Chiropractor crackdown: College gives ultimatum on misleading health claims

There is no acceptable scientific evidence that chiropractors can treat Alzheimer's disease, cancer, diabetes, infertility, infections, autism, ADHD or Down syndrome, according to the College of Chiropractors of B.C.

And yet, some practitioners in this province claim they can, advertising their services for a wide range of conditions that are outside their legally mandated scope of practice.

In fact, two current members of the college's board have both posted online about their expertise in treating autism spectrum disorder and ADHD —  attention deficit hyperactivity disorder​ — contrary to the college's new efficacy claims policy.

Now, the college is giving them an ultimatum. All chiropractors in the province have until Nov. 1 to remove all scientifically unsupported claims from their websites, social media sites and printed advertising, or face potential discipline.

"As a CCBC registrant you are required to immediately review your website(s) and social media accounts and remove any materials that include representations that do not comply with the 'efficacy claims' policy," the college says in a notice sent out earlier this month.

"All such materials must be removed immediately regardless of when they were created or posted."

The notice mentions 11 specific conditions that chiropractors are not qualified to treat, along with all developmental and speech disorders, but says the list is not final, and any claims about chiropractic treatments must be supported by evidence.

The chiropractors' college implemented a new policy on efficacy claims this summer, singling out several conditions that chiropractors are not qualified to treat. (College of Chiropractors of B.C.)

The move comes after a series of CBC stories revealed that some B.C. chiropractors were defying college policy by posting anti-vaccination material to Facebook, according to interim college registrar Richard Simpson.

"In the past year, the college became aware — through media stories, formal complaints to the college and our own analysis of some registrant's marketing materials — that a very small number of the college's over 1,200 registrants were marketing services that were outside the scope of practice for chiropractic health professionals," Simpson explained in an email.

The college has received 19 complaints in the last year about misleading advertisements from chiropractors — nearly half of its total 43 complaints — according to the annual report for 2017/2018.

That's a huge spike from a year earlier, when just one complaint out of 26 was about marketing materials.

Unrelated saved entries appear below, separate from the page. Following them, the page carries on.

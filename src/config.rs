// Runtime configuration, read from the environment (and `.env` via dotenv).

use crate::core::ai::AiConfig;
use crate::core::filters::content_filter::{
    ClassifierConfig, DEFAULT_SPAM_THRESHOLD, DEFAULT_SUSPICIOUS_REACTION,
    DEFAULT_SUSPICIOUS_THRESHOLD,
};
use crate::core::moderation::ResponsePolicy;
use std::path::PathBuf;
use std::str::FromStr;
use std::time::Duration;
use thiserror::Error;

#[derive(Debug, Error)]
pub enum ConfigError {
    #[error("Missing {0} environment variable")]
    Missing(&'static str),

    #[error("Invalid value for {name}: {value:?}")]
    Invalid { name: &'static str, value: String },
}

#[derive(Debug, Clone, Copy, PartialEq, Eq)]
pub enum AdminProvider {
    /// Telegram chat administrators
    Chat,
    /// Community members API
    Members,
}

#[derive(Debug, Clone)]
pub struct OpenAiSettings {
    pub api_key: String,
    pub base_url: String,
    pub proxy_url: Option<String>,
}

#[derive(Debug, Clone)]
pub struct AppConfig {
    pub telegram_token: String,
    pub telegram_api_url: String,
    pub data_path: PathBuf,
    /// `None` disables the content filter
    pub openai: Option<OpenAiSettings>,
    pub prompt_file: Option<PathBuf>,
    pub classifier: ClassifierConfig,
    pub policy: ResponsePolicy,
    pub reputation_max_age: chrono::Duration,
    pub reputation_refresh: Duration,
    pub reputation_api_url: String,
    pub reputation_lists_url: Option<String>,
    pub reputation_list_name: String,
    pub admin_cache_ttl: Duration,
    pub admin_provider: AdminProvider,
    pub members_api_url: Option<String>,
    pub members_api_key: Option<String>,
}

impl AppConfig {
    pub fn from_env() -> Result<Self, ConfigError> {
        Self::from_lookup(|name| std::env::var(name).ok())
    }

    /// Build the config from any variable source. Empty values count as unset.
    pub fn from_lookup(lookup: impl Fn(&str) -> Option<String>) -> Result<Self, ConfigError> {
        let get = |name: &str| lookup(name).filter(|v| !v.trim().is_empty());
        let or = |name: &str, default: &str| get(name).unwrap_or_else(|| default.to_string());

        let telegram_token = get("TELEGRAM_BOT_TOKEN").ok_or(ConfigError::Missing("TELEGRAM_BOT_TOKEN"))?;

        let openai = get("OPENAI_API_KEY").map(|api_key| OpenAiSettings {
            api_key,
            base_url: or("OPENAI_BASE_URL", "https://api.openai.com/v1"),
            proxy_url: get("OPENAI_PROXY_URL"),
        });

        let classifier = ClassifierConfig {
            ai: AiConfig {
                model: or("OPENAI_MODEL", "gpt-4o-mini"),
                ..AiConfig::default()
            },
            spam_threshold: parse_or(&get, "SPAM_THRESHOLD", DEFAULT_SPAM_THRESHOLD)?,
            suspicious_threshold: parse_or(&get, "SUSPICIOUS_THRESHOLD", DEFAULT_SUSPICIOUS_THRESHOLD)?,
            suspicious_reaction: or("SUSPICIOUS_REACTION", DEFAULT_SUSPICIOUS_REACTION),
            ..ClassifierConfig::default()
        };

        let policy = ResponsePolicy {
            ban_delay: Duration::from_secs(parse_or(&get, "BAN_DELAY_SECS", 600)?),
            notice_delete_delay: Duration::from_secs(parse_or(&get, "NOTICE_DELETE_DELAY_SECS", 30)?),
        };

        let admin_provider = match get("ADMIN_PROVIDER").as_deref() {
            None | Some("chat") => AdminProvider::Chat,
            Some("members") => AdminProvider::Members,
            Some(other) => {
                return Err(ConfigError::Invalid {
                    name: "ADMIN_PROVIDER",
                    value: other.to_string(),
                })
            }
        };
        let members_api_url = get("MEMBERS_API_URL");
        let members_api_key = get("MEMBERS_API_KEY");
        if admin_provider == AdminProvider::Members {
            if members_api_url.is_none() {
                return Err(ConfigError::Missing("MEMBERS_API_URL"));
            }
            if members_api_key.is_none() {
                return Err(ConfigError::Missing("MEMBERS_API_KEY"));
            }
        }

        Ok(Self {
            telegram_token,
            telegram_api_url: or("TELEGRAM_API_URL", "https://api.telegram.org"),
            data_path: PathBuf::from(or("DATA_PATH", "data")),
            openai,
            prompt_file: get("OPENAI_PROMPT_FILE").map(PathBuf::from),
            classifier,
            policy,
            reputation_max_age: chrono::Duration::hours(parse_or(&get, "REPUTATION_MAX_AGE_HOURS", 72)?),
            reputation_refresh: Duration::from_secs(parse_or(&get, "REPUTATION_REFRESH_SECS", 3600)?),
            reputation_api_url: or("REPUTATION_API_URL", "https://api.lols.bot"),
            reputation_lists_url: get("REPUTATION_LISTS_URL"),
            reputation_list_name: or("REPUTATION_LIST_NAME", "spam"),
            admin_cache_ttl: Duration::from_secs(parse_or(&get, "ADMIN_CACHE_TTL_SECS", 60)?),
            admin_provider,
            members_api_url,
            members_api_key,
        })
    }

    /// Path of the persisted moderation state.
    pub fn state_file(&self) -> PathBuf {
        self.data_path.join("config.json")
    }
}

fn parse_or<T: FromStr>(
    get: &impl Fn(&str) -> Option<String>,
    name: &'static str,
    default: T,
) -> Result<T, ConfigError> {
    match get(name) {
        None => Ok(default),
        Some(value) => value
            .trim()
            .parse()
            .map_err(|_| ConfigError::Invalid { name, value }),
    }
}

But Simpson said most of the complaints this year haven't come from the public — they've been from other chiropractors or internal investigators at the college.

Shake-up on college board

Earlier this year, the vice-chair of the college's board, Avtar Jassal, resigned from his position after CBC reported on a Facebook video he'd created that wrongly suggested smoothies are more effective than the flu shot at preventing influenza.

College policy forbids B.C. chiropractors from providing professional advice on immunization, because they are not trained in treating infectious diseases.

Two other board members, Parm Rai and Gil Desaulniers, had also been the subject of public complaints about their anti-vaccination posts. Both were allowed to retain their positions because they responded immediately to requests to remove their posts.

But Rai and Desaulniers have also posted materials online suggesting that chiropractic techniques can be used to treat autism and ADHD. 

An online advertisement for Gil Desaulniers' chiropractic clinic (left) and a Pinterest post from Parm Rai (right) both claim chiropractors can treat autism and ADHD. (CBC)

Rai and Desaulniers have both decided not to run for re-election to the board this year, according to Simpson, who said he couldn't speculate on why they made that decision. Neither man has responded to requests for comment.

They're not alone in making unsupported claims about treating serious diseases, according to a quick search of the websites and Facebook pages for chiropractors from across the province.

While the majority of practitioners seem to stick strictly to information about spinal and joint health, several make claims about conditions banned by the college's efficacy claims policy. That includes Alzheimer's, cancer, infertility, ear infections, and especially  autism  and  ADHD

That information will have to be taken down by Nov. 1, when the college says it will be completing a "thorough review" of all marketing material. Anything that's still online will be forwarded to the college's inquiry committee for investigation and possible discipline.

Critic skeptical of crackdown

Simpson said he believes the problem is restricted to a handful of chiropractors.

"The vast majority of our registrants follow the professional, educational and ethical regulations of the college," he said.

But Bernie Garrett, a UBC nursing professor who studies deception in health care, said the college's crackdown doesn't go far enough.

"The problem here is that if the college truly cracks down on unsupported claims about the benefits of subluxation [misalignment of vertebrae] treatment, what they will be left with is a profession that practices a form of spinal physiotherapy," he told CBC.

"Whilst this does address criticism of some of the more extremist claims, dangerous practices such as infant chiropractic are allowed to continue."